In this case, the plaintiff contends that the incidents involving the plaintiff's sons "were a part of the practices, policies, customs[,] and usages of the Lafayette Consolidated Government, namely Lafayette Police Department, and Chief of Police Jim Craft, because its management and administrative officials were aware of several prior instances of police officers in its employ illegally and unlawfully violating the constitutional rights of its citizens, yet did nothing to investigate these incidences to determine the causes of these violations and take the necessary steps to preclude their recurrence." (Rec. Doc. 1 at 7). This is a conclusory allegation with no factual underpinnings.

Therefore, to the extent that the complaint seeks to hold the City liable on the basis of vicarious liability or a respondeat superior theory of liability, this Court recommends that the defendants' motion to dismiss be granted - but only with regard to such a claim.
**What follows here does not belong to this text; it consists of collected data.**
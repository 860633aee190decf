//! HTTP request handlers

use super::{
    error::{Result, ServerError},
    state::AppState,
};
use crate::training::{EvaluationReport, ModelKind};
use crate::utils::frame_to_records;
use axum::{
    body::Bytes,
    extract::{Multipart, State},
    Json,
};
use serde_json::{Map, Value};
use std::collections::BTreeMap;
use std::io::Write;
use std::sync::Arc;
use tracing::info;

const DEFAULT_CHOICE: &str = "random_forest";

pub async fn predict(
    State(state): State<Arc<AppState>>,
    mut multipart: Multipart,
) -> Result<Json<Vec<Map<String, Value>>>> {
    let mut upload: Option<(String, Bytes)> = None;
    let mut choice: Option<String> = None;
    let mut sample_size: Option<String> = None;

    while let Some(field) = multipart.next_field().await.map_err(|e| ServerError::BadRequest(e.to_string()))? {
        let name = field.name().unwrap_or_default().to_string();
        match name.as_str() {
            "file" => {
                let file_name = field.file_name().unwrap_or("upload.csv").to_string();
                let data = field.bytes().await.map_err(|e| ServerError::BadRequest(e.to_string()))?;
                upload = Some((file_name, data));
            }
            "choice" => {
                choice = Some(field.text().await.map_err(|e| ServerError::BadRequest(e.to_string()))?);
            }
            "sample_size" => {
                sample_size = Some(field.text().await.map_err(|e| ServerError::BadRequest(e.to_string()))?);
            }
            _ => {}
        }
    }

    // Reject a bad choice before touching the filesystem
    let kind: ModelKind = choice.as_deref().unwrap_or(DEFAULT_CHOICE).parse()?;

    let sample_size = match sample_size {
        Some(raw) => match raw.trim().parse::<usize>() {
            Ok(n) if n > 0 => n,
            _ => {
                return Err(ServerError::BadRequest(format!(
                    "sample_size must be a positive integer, got '{}'",
                    raw
                )))
            }
        },
        None => state.config.default_sample_size,
    };

    let (file_name, data) = upload.ok_or_else(|| ServerError::BadRequest("No file uploaded".to_string()))?;
    info!(file = %file_name, bytes = data.len(), model = %kind, sample_size, "Received prediction request");

    let service = state.service.clone();
    let upload_dir = state.config.upload_dir.clone();
    let records = tokio::task::spawn_blocking(move || -> Result<Vec<Map<String, Value>>> {
        // Removed on drop, whichever way this closure exits
        let mut file = tempfile::Builder::new()
            .prefix("upload-")
            .suffix(".csv")
            .tempfile_in(&upload_dir)?;
        file.write_all(&data)?;
        file.flush()?;

        let output = service.predict_file(file.path(), kind.as_str(), Some(sample_size))?;
        Ok(frame_to_records(&output.frame)?)
    })
    .await
    .map_err(|e| ServerError::Internal(e.to_string()))??;

    Ok(Json(records))
}

pub async fn evaluate(
    State(state): State<Arc<AppState>>,
) -> Result<Json<BTreeMap<String, EvaluationReport>>> {
    let service = state.service.clone();
    let reports = tokio::task::spawn_blocking(move || service.evaluate())
        .await
        .map_err(|e| ServerError::Internal(e.to_string()))??;
    Ok(Json(reports))
}

pub async fn health_check() -> Json<Value> {
    Json(serde_json::json!({
        "status": "ok",
        "version": env!("CARGO_PKG_VERSION"),
    }))
}
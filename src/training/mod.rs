//! Model training module
//!
//! Fits the delay classifiers on preprocessed feature sets:
//! - Random forest over CART decision trees
//! - L2-regularised logistic regression
//! - K-nearest neighbours
//! - Gradient boosted regression trees on log-loss
//!
//! and scores them with accuracy, a confusion matrix and a per-class report.

mod config;
mod engine;
mod metrics;
mod models;
mod split;
pub mod decision_tree;
pub mod gradient_boosting;
pub mod knn;
pub mod linear_models;
pub mod random_forest;

pub use config::TrainingConfig;
pub use engine::{PreprocessSummary, Trainer, TrainingSummary};
pub use metrics::{ClassMetrics, ClassificationReport, EvaluationReport};
pub use models::{ModelKind, TrainedModel};
pub use split::{train_test_split, TrainTestSplit};
pub use decision_tree::{Criterion, DecisionTree, TreeNode};
pub use gradient_boosting::{GradientBoostingClassifier, GradientBoostingConfig};
pub use knn::{KNNClassifier, KNNConfig};
pub use linear_models::LogisticRegression;
pub use random_forest::{MaxFeatures, RandomForest};
//! Shared fixtures for the integration tests

#![allow(dead_code)]

use flight_delay::preprocessing::{schema::RAW_COLUMNS, PreprocessingConfig};
use flight_delay::store::ArtifactStore;
use flight_delay::training::{Trainer, TrainingConfig};
use std::path::{Path, PathBuf};

const TIME_BLOCKS: [&str; 5] = ["0001-0559", "0900-0959", "1300-1359", "1800-1859", "2100-2159"];
const CARRIERS: [&str; 3] = ["Delta Air Lines Inc.", "Southwest Airlines Co.", "American Airlines Inc."];
const AIRPORTS: [&str; 4] = ["Atlanta Municipal", "Denver International", "NONE", "Chicago O'Hare International"];

/// One synthetic raw record; delays follow the departure block so every
/// feature set carries signal through `PART_OF_DAY`
pub fn raw_row(i: usize) -> Vec<String> {
    let block = i % TIME_BLOCKS.len();
    let delayed = usize::from(block >= 3);
    vec![
        (1 + i % 12).to_string(),                  // MONTH
        (1 + i % 7).to_string(),                   // DAY_OF_WEEK
        delayed.to_string(),                       // DEP_DEL15
        TIME_BLOCKS[block].to_string(),            // DEP_TIME_BLK
        (1 + i % 10).to_string(),                  // DISTANCE_GROUP
        (1 + i % 4).to_string(),                   // SEGMENT_NUMBER
        (5 + i % 40).to_string(),                  // CONCURRENT_FLIGHTS
        (50 + i % 150).to_string(),                // NUMBER_OF_SEATS
        CARRIERS[i % CARRIERS.len()].to_string(),  // CARRIER_NAME
        (10_000 + i).to_string(),                  // AIRPORT_FLIGHTS_MONTH
        (50_000 + i % 300).to_string(),            // AIRLINE_FLIGHTS_MONTH
        (2_000 + i % 90).to_string(),              // AIRLINE_AIRPORT_FLIGHTS_MONTH
        (1_000_000 + i % 500).to_string(),         // AVG_MONTHLY_PASS_AIRPORT
        (8_000_000 + i % 700).to_string(),         // AVG_MONTHLY_PASS_AIRLINE
        format!("{:.6}", 0.0001 + (i % 13) as f64 * 0.00001), // FLT_ATTENDANTS_PER_PASS
        format!("{:.6}", 0.0002 + (i % 17) as f64 * 0.00001), // GROUND_SERV_PER_PASS
        (i % 30).to_string(),                      // PLANE_AGE
        AIRPORTS[(i + 1) % AIRPORTS.len()].to_string(), // DEPARTING_AIRPORT
        AIRPORTS[i % AIRPORTS.len()].to_string(),  // PREVIOUS_AIRPORT
        format!("{:.2}", (i % 9) as f64 * 0.1),    // PRCP
        format!("{:.2}", (i % 5) as f64 * 0.2),    // SNOW
        format!("{:.2}", (i % 3) as f64 * 0.5),    // SNWD
        format!("{:.1}", 40.0 + (i % 50) as f64),  // TMAX
        format!("{:.2}", 2.0 + (i % 11) as f64 * 0.7), // AWND
    ]
}

fn quote(field: &str) -> String {
    if field.contains(',') || field.contains('"') {
        format!("\"{}\"", field.replace('"', "\"\""))
    } else {
        field.to_string()
    }
}

/// CSV text with a header and `n` unique, null-free rows
pub fn raw_csv(n: usize) -> String {
    raw_csv_with(n, &RAW_COLUMNS)
}

/// CSV text restricted to `columns`, in the given order
pub fn raw_csv_with(n: usize, columns: &[&str]) -> String {
    let positions: Vec<usize> = columns
        .iter()
        .map(|c| RAW_COLUMNS.iter().position(|r| r == c).expect("unknown column"))
        .collect();

    let mut out = columns.join(",");
    out.push('\n');
    for i in 0..n {
        let row = raw_row(i);
        let fields: Vec<String> = positions.iter().map(|&p| quote(&row[p])).collect();
        out.push_str(&fields.join(","));
        out.push('\n');
    }
    out
}

pub fn write_csv(dir: &Path, name: &str, contents: &str) -> PathBuf {
    let path = dir.join(name);
    std::fs::write(&path, contents).unwrap();
    path
}

/// Fast training settings for tests
pub fn quick_training() -> TrainingConfig {
    TrainingConfig::new()
        .with_n_estimators(10)
        .with_boosting_rounds(40)
        .with_n_neighbors(3)
}

/// Preprocess and train every model on `n` synthetic rows under `root`
pub fn trained_store(root: &Path, n: usize) -> ArtifactStore {
    let store = ArtifactStore::under(root);
    let raw = write_csv(root, "raw.csv", &raw_csv(n));

    let trainer = Trainer::new(store.clone())
        .with_preprocessing(PreprocessingConfig::new())
        .with_training(quick_training());
    trainer.preprocess_file(&raw).unwrap();
    trainer.train().unwrap();
    store
}
//! Flight delay prediction server
//!
//! Thin HTTP layer over the prediction service: upload a CSV for
//! predictions, fetch the stored evaluation metrics, check health.

mod api;
mod error;
mod handlers;
mod state;

pub use api::create_router;
pub use error::ServerError;
pub use state::AppState;

use crate::store::ArtifactStore;
use std::net::SocketAddr;
use std::path::PathBuf;
use std::sync::Arc;
use tracing::{error, info};

pub(crate) const DEFAULT_CORS_ORIGIN: &str = "http://localhost:5173";

/// Server configuration
#[derive(Debug, Clone)]
pub struct ServerConfig {
    pub host: String,
    pub port: u16,
    pub cors_origin: String,
    pub max_upload_size: usize,
    pub default_sample_size: usize,
    /// Directory for uploaded files while a request runs
    pub upload_dir: PathBuf,
    pub store: ArtifactStore,
}

impl Default for ServerConfig {
    fn default() -> Self {
        Self {
            host: std::env::var("API_HOST").unwrap_or_else(|_| "0.0.0.0".to_string()),
            port: std::env::var("API_PORT")
                .ok()
                .and_then(|p| p.parse().ok())
                .unwrap_or(8000),
            cors_origin: std::env::var("CORS_ORIGIN").unwrap_or_else(|_| DEFAULT_CORS_ORIGIN.to_string()),
            max_upload_size: std::env::var("MAX_UPLOAD_SIZE")
                .ok()
                .and_then(|s| s.parse().ok())
                .unwrap_or(100 * 1024 * 1024), // 100MB
            default_sample_size: std::env::var("DEFAULT_SAMPLE_SIZE")
                .ok()
                .and_then(|s| s.parse().ok())
                .filter(|&n: &usize| n > 0)
                .unwrap_or(3000),
            upload_dir: std::env::var("UPLOAD_DIR")
                .map(PathBuf::from)
                .unwrap_or_else(|_| std::env::temp_dir()),
            store: ArtifactStore::from_env(),
        }
    }
}

impl ServerConfig {
    pub fn with_store(mut self, store: ArtifactStore) -> Self {
        self.store = store;
        self
    }

    pub fn with_upload_dir(mut self, dir: impl Into<PathBuf>) -> Self {
        self.upload_dir = dir.into();
        self
    }

    pub fn with_address(mut self, host: impl Into<String>, port: u16) -> Self {
        self.host = host.into();
        self.port = port;
        self
    }
}

/// Start the server with the given configuration
pub async fn run_server(config: ServerConfig) -> anyhow::Result<()> {
    let start_time = chrono::Utc::now();
    info!(
        models_dir = %config.store.models_dir.display(),
        data_dir = %config.store.data_dir.display(),
        results_dir = %config.store.results_dir.display(),
        "Initializing artifact directories"
    );
    config.store.ensure_dirs()?;
    std::fs::create_dir_all(&config.upload_dir)?;

    let state = Arc::new(AppState::new(config.clone()));
    let app = create_router(state, &config);

    let addr: SocketAddr = format!("{}:{}", config.host, config.port).parse()?;
    info!(
        address = %addr,
        cors_origin = %config.cors_origin,
        max_upload_size_mb = config.max_upload_size / 1024 / 1024,
        default_sample_size = config.default_sample_size,
        started_at = %start_time.to_rfc3339(),
        "Flight delay server starting"
    );

    let listener = tokio::net::TcpListener::bind(addr).await?;
    info!(address = %addr, pid = std::process::id(), "Server listening");

    let shutdown_signal = async move {
        if let Err(e) = tokio::signal::ctrl_c().await {
            error!(error = %e, "Failed to install CTRL+C signal handler");
            std::future::pending::<()>().await;
        }
        let uptime = chrono::Utc::now().signed_duration_since(start_time);
        info!(uptime_secs = uptime.num_seconds(), "Shutdown signal received, stopping server");
    };

    axum::serve(listener, app)
        .with_graceful_shutdown(shutdown_signal)
        .await?;

    info!("Server shut down cleanly");
    Ok(())
}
This litigation remains at a very early stage. Although the plaintiff has not requested leave to amend her complaint, this Court considers whether to grant such leave, because generally, when a court dismisses one or more of a plaintiff's claims pursuant to Rule 12(b)(6), the court should give the plaintiff an opportunity to amend the complaint. As the Fifth Circuit has noted, "district courts often afford plaintiffs at least one opportunity to cure pleading deficiencies before dismissing a case, unless it is clear that the defects are incurable or the plaintiffs advise the court that they are unwilling or unable to amend in a manner that will avoid dismissal." Accordingly, this Court finds that the plaintiff should be afforded an opportunity to amend the complaint in order to support with greater factual detail any claim for municipal liability that she might have against the City that is not a vicarious liability or respondeat superior claim. Therefore, it is recommended that an order in that regard be issued. D. The claims against Chief Craft and Officer Riddell in their official capacities are redundant of the claim against the City.

See Hart v. Bayer Corp., 199 F.3d 239, 247 n.6 (5th Cir. 2000).
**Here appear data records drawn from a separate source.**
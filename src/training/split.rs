//! Shuffled train/test split

use crate::error::{FlightDelayError, Result};
use ndarray::{Array1, Array2, Axis};
use rand::seq::SliceRandom;
use rand::SeedableRng;
use rand_chacha::ChaCha8Rng;

#[derive(Debug, Clone)]
pub struct TrainTestSplit {
    pub x_train: Array2<f64>,
    pub x_test: Array2<f64>,
    pub y_train: Array1<f64>,
    pub y_test: Array1<f64>,
}

/// Shuffle rows with a seeded generator and hold out `ceil(n * test_size)` of them
pub fn train_test_split(
    x: &Array2<f64>,
    y: &Array1<f64>,
    test_size: f64,
    seed: u64,
) -> Result<TrainTestSplit> {
    let n = x.nrows();
    if n != y.len() {
        return Err(FlightDelayError::ShapeError {
            expected: format!("y length = {}", n),
            actual: format!("y length = {}", y.len()),
        });
    }
    if !(test_size > 0.0 && test_size < 1.0) {
        return Err(FlightDelayError::ConfigError(format!(
            "test_size must be in (0, 1), got {}",
            test_size
        )));
    }

    let n_test = ((n as f64) * test_size).ceil() as usize;
    if n_test == 0 || n_test >= n {
        return Err(FlightDelayError::DataError(format!(
            "Cannot split {} rows into non-empty train and test sets",
            n
        )));
    }

    let mut indices: Vec<usize> = (0..n).collect();
    let mut rng = ChaCha8Rng::seed_from_u64(seed);
    indices.shuffle(&mut rng);

    let (test_idx, train_idx) = indices.split_at(n_test);

    Ok(TrainTestSplit {
        x_train: x.select(Axis(0), train_idx),
        x_test: x.select(Axis(0), test_idx),
        y_train: train_idx.iter().map(|&i| y[i]).collect(),
        y_test: test_idx.iter().map(|&i| y[i]).collect(),
    })
}
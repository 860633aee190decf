//! Inference configuration

use serde::{Deserialize, Serialize};

/// Configuration for the prediction service
#[derive(Debug, Clone, Serialize, Deserialize)]
pub struct InferenceConfig {
    /// Rows kept from an uploaded file when the caller gives no sample size
    pub default_sample_size: usize,

    /// Seed for down-sampling uploads
    pub sample_seed: u64,

    /// Whether to write `test_predictions_<model>.csv` for every prediction
    pub write_predictions: bool,
}

impl Default for InferenceConfig {
    fn default() -> Self {
        Self {
            default_sample_size: 3000,
            sample_seed: 1,
            write_predictions: true,
        }
    }
}

impl InferenceConfig {
    /// Create a new inference configuration
    pub fn new() -> Self {
        Self::default()
    }

    /// Builder method to set the default sample size
    pub fn with_default_sample_size(mut self, n: usize) -> Self {
        self.default_sample_size = n;
        self
    }

    pub fn with_sample_seed(mut self, seed: u64) -> Self {
        self.sample_seed = seed;
        self
    }

    pub fn with_write_predictions(mut self, write: bool) -> Self {
        self.write_predictions = write;
        self
    }
}

#[cfg(test)]
mod tests {
    use super::*;

    #[test]
    fn test_default_config() {
        let config = InferenceConfig::default();
        assert_eq!(config.default_sample_size, 3000);
        assert_eq!(config.sample_seed, 1);
        assert!(config.write_predictions);
    }

    #[test]
    fn test_builder_pattern() {
        let config = InferenceConfig::new()
            .with_default_sample_size(500)
            .with_write_predictions(false);

        assert_eq!(config.default_sample_size, 500);
        assert!(!config.write_predictions);
    }
}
Great Plains Trust Co. v. Morgan Stanley Dean Witter & Co., 313 F.3d 305, 329 (5th Cir. 2002).

The plaintiff asserted official capacity claims against Chief Craft and Officer Riddell. The plaintiff also sued the City. The defendants argue that the official capacity claims are redundant and, for that reason, should be dismissed.
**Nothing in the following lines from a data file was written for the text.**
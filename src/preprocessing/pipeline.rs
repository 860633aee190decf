//! Feature preparation: raw flight records to a fixed model feature matrix

use super::{
    encoder::OneHotEncoder,
    part_of_day::PartOfDay,
    schema::{self, FeatureColumn, FeatureSet, DEP_TIME_BLK, PART_OF_DAY, RAW_COLUMNS, TARGET},
};
use crate::error::{FlightDelayError, Result};
use ndarray::{Array1, Array2};
use polars::prelude::*;
use serde::{Deserialize, Serialize};
use std::collections::HashSet;
use std::time::Instant;
use tracing::{debug, info};

/// The exact feature layout a scaler and model were fitted on
#[derive(Debug, Clone, PartialEq, Serialize, Deserialize)]
pub struct FeatureSchema {
    pub feature_set: FeatureSet,
    /// Ordered names after categorical expansion
    pub feature_names: Vec<String>,
    pub encoder: OneHotEncoder,
}

impl FeatureSchema {
    pub fn n_features(&self) -> usize {
        self.feature_names.len()
    }
}

/// Output of the preparer
#[derive(Debug, Clone)]
pub struct PreparedData {
    /// Cleaned table including the derived `PART_OF_DAY` column
    pub frame: DataFrame,
    pub features: Array2<f64>,
    /// Present when the input carried `DEP_DEL15`
    pub target: Option<Array1<f64>>,
    pub feature_names: Vec<String>,
}

impl PreparedData {
    pub fn n_rows(&self) -> usize {
        self.features.nrows()
    }
}

/// Turns raw record tables into feature matrices for one feature set
#[derive(Debug, Clone)]
pub struct FeaturePreparer {
    feature_set: FeatureSet,
    drop_duplicates: bool,
}

impl FeaturePreparer {
    pub fn new(feature_set: FeatureSet) -> Self {
        Self {
            feature_set,
            drop_duplicates: true,
        }
    }

    pub fn with_drop_duplicates(mut self, drop_duplicates: bool) -> Self {
        self.drop_duplicates = drop_duplicates;
        self
    }

    pub fn feature_set(&self) -> FeatureSet {
        self.feature_set
    }

    /// Prepare training data: the target is required and the categorical
    /// encoder is fitted on this data
    pub fn fit(&self, df: &DataFrame) -> Result<(FeatureSchema, PreparedData)> {
        let start = Instant::now();
        let frame = self.clean(df, true)?;

        let mut encoder = OneHotEncoder::new();
        let categorical = self.feature_set.categorical_columns();
        if !categorical.is_empty() {
            encoder.fit(&frame, &categorical)?;
        }

        let (feature_names, features) = build_matrix(&frame, self.feature_set, &encoder)?;
        let target = extract_target(&frame)?;

        let schema = FeatureSchema {
            feature_set: self.feature_set,
            feature_names: feature_names.clone(),
            encoder,
        };

        info!(
            feature_set = %self.feature_set,
            rows = frame.height(),
            features = feature_names.len(),
            elapsed_ms = start.elapsed().as_millis() as u64,
            "Prepared training features"
        );

        Ok((
            schema,
            PreparedData {
                frame,
                features,
                target,
                feature_names,
            },
        ))
    }

    /// Prepare data against a previously fitted schema. The target is used
    /// when present but not required
    pub fn transform(&self, df: &DataFrame, schema: &FeatureSchema) -> Result<PreparedData> {
        if schema.feature_set != self.feature_set {
            return Err(FlightDelayError::InvalidFeatureSet(format!(
                "schema was fitted for '{}', preparer is '{}'",
                schema.feature_set, self.feature_set
            )));
        }

        let frame = self.clean(df, false)?;
        let (feature_names, features) = build_matrix(&frame, self.feature_set, &schema.encoder)?;
        if feature_names != schema.feature_names {
            return Err(FlightDelayError::SchemaMismatch {
                expected: schema.feature_names.clone(),
                actual: feature_names,
            });
        }
        let target = extract_target(&frame)?;

        debug!(feature_set = %self.feature_set, rows = frame.height(), "Prepared features");

        Ok(PreparedData {
            frame,
            features,
            target,
            feature_names,
        })
    }

    /// Validate, restrict, drop nulls and duplicates, then derive `PART_OF_DAY`
    pub fn clean(&self, df: &DataFrame, require_target: bool) -> Result<DataFrame> {
        let present: HashSet<&str> = df.get_column_names().into_iter().map(|c| c.as_str()).collect();

        let missing: Vec<String> = schema::required_columns(require_target)
            .into_iter()
            .filter(|c| !present.contains(c))
            .map(String::from)
            .collect();
        if !missing.is_empty() {
            return Err(FlightDelayError::MissingColumns(missing));
        }

        // keep raw order; the target rides along when supplied
        let selected: Vec<&str> = RAW_COLUMNS
            .iter()
            .copied()
            .filter(|c| present.contains(c))
            .collect();
        let frame = df.select(selected)?;
        let input_rows = frame.height();

        let frame = drop_null_rows(&frame)?;
        let frame = if self.drop_duplicates {
            drop_duplicate_rows(&frame)?
        } else {
            frame
        };

        if frame.height() == 0 {
            return Err(FlightDelayError::EmptyDataset);
        }

        let frame = with_part_of_day(frame)?;

        debug!(
            input_rows,
            kept_rows = frame.height(),
            "Cleaned raw records"
        );
        Ok(frame)
    }
}

/// Rows with a null in any column are removed
fn drop_null_rows(df: &DataFrame) -> Result<DataFrame> {
    Ok(df.drop_nulls::<String>(None)?)
}

/// Exact duplicates are removed, keeping the first occurrence in input order
fn drop_duplicate_rows(df: &DataFrame) -> Result<DataFrame> {
    Ok(df.unique_stable(None, UniqueKeepStrategy::First, None)?)
}

fn string_column(series: &Series) -> Result<Vec<Option<String>>> {
    let cast = series.cast(&DataType::String)?;
    Ok(cast
        .str()?
        .into_iter()
        .map(|v| v.map(|s| s.to_string()))
        .collect())
}

fn with_part_of_day(mut frame: DataFrame) -> Result<DataFrame> {
    let blocks = string_column(frame.column(DEP_TIME_BLK)?.as_materialized_series())?;
    let ordinals = blocks
        .iter()
        .map(|block| {
            let block = block.as_deref().unwrap_or("");
            PartOfDay::from_time_block(block).map(|p| p.ordinal())
        })
        .collect::<Result<Vec<i64>>>()?;

    frame.with_column(Series::new(PART_OF_DAY.into(), ordinals))?;
    Ok(frame)
}

/// Numeric values of a column; anything that cannot be read as a number is an error
fn numeric_values(frame: &DataFrame, name: &str) -> Result<Vec<f64>> {
    let series = frame
        .column(name)
        .map_err(|_| FlightDelayError::FeatureNotFound(name.to_string()))?
        .as_materialized_series()
        .cast(&DataType::Float64)?;

    series
        .f64()?
        .into_iter()
        .map(|v| {
            v.ok_or_else(|| {
                FlightDelayError::DataError(format!("Column {} contains non-numeric values", name))
            })
        })
        .collect()
}

fn build_matrix(
    frame: &DataFrame,
    feature_set: FeatureSet,
    encoder: &OneHotEncoder,
) -> Result<(Vec<String>, Array2<f64>)> {
    let mut names = Vec::new();
    let mut columns: Vec<Vec<f64>> = Vec::new();

    for column in feature_set.columns() {
        match column {
            FeatureColumn::Numeric(name) => {
                columns.push(numeric_values(frame, name)?);
                names.push(name.to_string());
            }
            FeatureColumn::OneHot(name) => {
                for (expanded, values) in encoder.transform_column(frame, name)? {
                    names.push(expanded);
                    columns.push(values);
                }
            }
        }
    }

    let n_rows = frame.height();
    let matrix = Array2::from_shape_fn((n_rows, columns.len()), |(i, j)| columns[j][i]);
    Ok((names, matrix))
}

fn extract_target(frame: &DataFrame) -> Result<Option<Array1<f64>>> {
    if frame.column(TARGET).is_err() {
        return Ok(None);
    }
    Ok(Some(Array1::from(numeric_values(frame, TARGET)?)))
}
"A judgment in a § 1983 lawsuit against an official in his official capacity imposes liability against the entity he represents." Therefore, it is "well settled that a suit against a municipal official in his or her official capacity is simply another way of alleging municipal liability." When, as in this case, the government entity itself is a defendant in the litigation, claims against specific individuals in their official capacities are redundant, and for that reason courts in this Circuit have found it is appropriate to dismiss them.

Deshotels v. Village of Pine Prairie, No. 11-CV-2052, 2012 WL 1712358, at *4 (W.D. La. Apr. 13,2012).

Howell v. Town of Ball, No. 12-951, 2012 WL 3962387, at *4 (W.D. La. Sept. 4, 2012), citing Monell v. New York City Department of Social Services, 436 U.S. 658 (1978).

See, e.g., Castro Romero v. Becken, 256 F.3d 349, 355 (5th Cir. 2001) ("The district court was also correct in dismissing the allegations against all of the municipal officers and two of the employees of the Corps of Engineers in their official capacities, as these allegations duplicate claims against the respective governmental entities themselves."); Flores v. Cameron County, Tex., 92 F.3d 258, 261(5th Cir. 1996).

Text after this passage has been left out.